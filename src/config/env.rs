//! Process environment captured once at startup.

use std::ffi::OsString;
use std::path::PathBuf;

/// Presence of this variable, with any value, turns dev mode on.
pub const DEV_MODE_ENV: &str = "APPSODY_DEV_MODE";
/// Local artifact repository location.
pub const REPO_LOCAL_ENV: &str = "PROJECT_UTIL_REPO_LOCAL";
/// Fetch timeout in seconds.
pub const FETCH_TIMEOUT_ENV: &str = "PROJECT_UTIL_FETCH_TIMEOUT";
/// Path of the configuration file.
pub const CONFIG_PATH_ENV: &str = "PROJECT_UTIL_CONFIG";

/// The environment variables that feed [`Settings`](super::Settings).
///
/// Nothing below the CLI reads the environment directly; components receive
/// the values they need through `Settings`.
#[derive(Debug, Clone, Default, PartialEq, Eq)]
pub struct EnvSnapshot {
    /// `APPSODY_DEV_MODE` is set
    pub dev_mode: bool,
    /// `PROJECT_UTIL_REPO_LOCAL`, when set and non-empty
    pub local_repository: Option<PathBuf>,
    /// `PROJECT_UTIL_FETCH_TIMEOUT`, unparsed
    pub fetch_timeout: Option<String>,
    /// `PROJECT_UTIL_CONFIG`, when set and non-empty
    pub config_path: Option<PathBuf>,
}

impl EnvSnapshot {
    /// Read the current process environment.
    #[must_use]
    pub fn capture() -> Self {
        Self::from_lookup(|name| std::env::var_os(name))
    }

    /// Build a snapshot from an arbitrary variable lookup.
    pub fn from_lookup(lookup: impl Fn(&str) -> Option<OsString>) -> Self {
        let non_empty = |name: &str| lookup(name).filter(|value| !value.is_empty());

        Self {
            dev_mode: lookup(DEV_MODE_ENV).is_some(),
            local_repository: non_empty(REPO_LOCAL_ENV).map(PathBuf::from),
            fetch_timeout: non_empty(FETCH_TIMEOUT_ENV)
                .map(|value| value.to_string_lossy().into_owned()),
            config_path: non_empty(CONFIG_PATH_ENV).map(PathBuf::from),
        }
    }
}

EXERCISE INSTRUCTIONS: Each line holding "impl" should be copied from the material above.

EXERCISE RESULT:
impl EnvSnapshot {
    pub fn from_lookup(lookup: impl Fn(&str) -> Option<OsString>) -> Self {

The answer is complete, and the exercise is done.